Fair: Our social worker delves into this with all of our patients, making sure insurance is optimized and in place to cover any subspecialist the patient might need. Here at The University of Utah, we have Anne Kirchhoff, PhD, who is a national leader in publishing and identifying the needs of pediatric cancer survivors. Financial toxicity among cancer survivors is part of the overall situation in the United States, where more than half of patients would not be able to get a thousand dollars of liquidity to their name. Nearly half of all patients who are diagnosed with cancer would describe running out of any personal savings within 2 years. The insurance system in the United States drops off once cancer therapy is over. We’re good at getting our kids on insurance and getting them what they need during cancer therapy, but that support diminishes when they finish treatment.
Financial toxicity is a uniquely American term, and it affects our patients and their families dramatically. So, that’s another thing our clinic targets.
Healio: Outcomes for pediatric cancers have improved significantly in recent years. Is it now time to focus on the quality of survivorship?
Fair: Survival and survivorship are both important issues.
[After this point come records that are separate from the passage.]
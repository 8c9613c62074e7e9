//! Uniform view of the four persisted collections
//!
//! `Record` ties a model to its slot in the snapshot, its draft and patch
//! types and its audit identity, so the store can offer the same
//! list/get/add/update/delete contract for all of them.

use std::fmt::Display;

use serde::Serialize;

use crate::audit::EntityType;
use crate::error::PettyError;
use crate::models::{
    Category, CategoryId, CategoryPatch, NewCategory, NewTransaction, NewUser, NewVendor,
    Transaction, TransactionId, TransactionPatch, User, UserId, UserPatch, Vendor, VendorId,
    VendorPatch,
};

use super::snapshot::Snapshot;

pub trait Record: Clone + Serialize + Sized {
    type Id: Clone + PartialEq + Display + From<String>;
    type Draft;
    type Patch;

    const ENTITY: EntityType;
    const ID_PREFIX: &'static str;
    /// New records go to the front of the collection instead of the back
    const PREPEND: bool = false;

    fn id(&self) -> &Self::Id;

    /// Human label for audit entries
    fn label(&self) -> String;

    fn from_draft(id: Self::Id, draft: Self::Draft) -> Self;

    fn merged(&self, patch: &Self::Patch) -> Self;

    fn collection(snapshot: &Snapshot) -> &Vec<Self>;

    fn collection_mut(snapshot: &mut Snapshot) -> &mut Vec<Self>;

    fn not_found(id: &Self::Id) -> PettyError {
        PettyError::NotFound {
            entity_type: Self::ENTITY.name(),
            identifier: id.to_string(),
        }
    }
}

impl Record for User {
    type Id = UserId;
    type Draft = NewUser;
    type Patch = UserPatch;

    const ENTITY: EntityType = EntityType::User;
    const ID_PREFIX: &'static str = UserId::PREFIX;

    fn id(&self) -> &UserId {
        &self.id
    }

    fn label(&self) -> String {
        self.email.clone()
    }

    fn from_draft(id: UserId, draft: NewUser) -> Self {
        User::from_draft(id, draft)
    }

    fn merged(&self, patch: &UserPatch) -> Self {
        User::merged(self, patch)
    }

    fn collection(snapshot: &Snapshot) -> &Vec<Self> {
        &snapshot.users
    }

    fn collection_mut(snapshot: &mut Snapshot) -> &mut Vec<Self> {
        &mut snapshot.users
    }
}

impl Record for Vendor {
    type Id = VendorId;
    type Draft = NewVendor;
    type Patch = VendorPatch;

    const ENTITY: EntityType = EntityType::Vendor;
    const ID_PREFIX: &'static str = VendorId::PREFIX;

    fn id(&self) -> &VendorId {
        &self.id
    }

    fn label(&self) -> String {
        self.name.clone()
    }

    fn from_draft(id: VendorId, draft: NewVendor) -> Self {
        Vendor::from_draft(id, draft)
    }

    fn merged(&self, patch: &VendorPatch) -> Self {
        Vendor::merged(self, patch)
    }

    fn collection(snapshot: &Snapshot) -> &Vec<Self> {
        &snapshot.vendors
    }

    fn collection_mut(snapshot: &mut Snapshot) -> &mut Vec<Self> {
        &mut snapshot.vendors
    }
}

impl Record for Category {
    type Id = CategoryId;
    type Draft = NewCategory;
    type Patch = CategoryPatch;

    const ENTITY: EntityType = EntityType::Category;
    const ID_PREFIX: &'static str = CategoryId::PREFIX;

    fn id(&self) -> &CategoryId {
        &self.id
    }

    fn label(&self) -> String {
        self.name.clone()
    }

    fn from_draft(id: CategoryId, draft: NewCategory) -> Self {
        Category::from_draft(id, draft)
    }

    fn merged(&self, patch: &CategoryPatch) -> Self {
        Category::merged(self, patch)
    }

    fn collection(snapshot: &Snapshot) -> &Vec<Self> {
        &snapshot.categories
    }

    fn collection_mut(snapshot: &mut Snapshot) -> &mut Vec<Self> {
        &mut snapshot.categories
    }
}

impl Record for Transaction {
    type Id = TransactionId;
    type Draft = NewTransaction;
    type Patch = TransactionPatch;

    const ENTITY: EntityType = EntityType::Transaction;
    const ID_PREFIX: &'static str = TransactionId::PREFIX;
    const PREPEND: bool = true;

    fn id(&self) -> &TransactionId {
        &self.id
    }

    fn label(&self) -> String {
        self.description.clone()
    }

    fn from_draft(id: TransactionId, draft: NewTransaction) -> Self {
        Transaction::from_draft(id, draft)
    }

    fn merged(&self, patch: &TransactionPatch) -> Self {
        Transaction::merged(self, patch)
    }

    fn collection(snapshot: &Snapshot) -> &Vec<Self> {
        &snapshot.transactions
    }

    fn collection_mut(snapshot: &mut Snapshot) -> &mut Vec<Self> {
        &mut snapshot.transactions
    }
}
//! Category display formatting

use crate::models::Category;

/// Format categories as an id/name table
pub fn format_category_list(categories: &[Category]) -> String {
    if categories.is_empty() {
        return "No categories found.\n\nRun 'pettyflow init' to create default categories.\n"
            .to_string();
    }

    let mut output = String::new();
    output.push_str(&format!("{:<8} {}\n", "ID", "Name"));
    output.push_str(&"-".repeat(32));
    output.push('\n');
    for category in categories {
        output.push_str(&format!("{:<8} {}\n", category.id.as_str(), category.name));
    }
    output
}

#[cfg(test)]
mod tests {
    use super::*;

    #[test]
    fn test_category_list() {
        let output = format_category_list(&Category::defaults());
        assert!(output.contains("c2       Food & Beverage"));
        assert!(format_category_list(&[]).contains("pettyflow init"));
    }
}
In the 1970s, the cure rate for childhood cancer was just north of 50%. Today, it is north of 85%. That is an incredible accomplishment. Yet “cut, poison and burn” is still at the heart of our treatments. Surgery, radiation and chemotherapy are still the mainstays. These treatments leave between 75% and 98% of childhood cancer survivors with some late effects. By late, I mean 20 years after finishing cancer therapy. That might not seem long if you are aged 70 years and diagnosed with cancer, but if you are aged 5 or 10 years, that means you’re having late effects for a very long time.
The main focus of oncology has been to improve cure rates until they reach 100%. However, we need to walk and chew gum at the same time. Survivorship care is the part that, until maybe 15 years ago, was not a focus of oncology at all. Today, we have taken on this responsibility to start creating systems for survivors and their families to support them after they have finished their cancer therapy. That doesn’t mean we do this alone — we work in conjunction with subspecialists and other providers. A survivor’s oncologist is still their oncologist 2 or 3 years after completing therapy.
The field of oncology was not purposely turning a blind eye to survivorship. It just wasn’t in our training to focus on that. Now, though, this whole field is burgeoning, because we’re catching up with the idea that, yes, our job is to cure cancer, but it is also part of our job to help the patient afterward.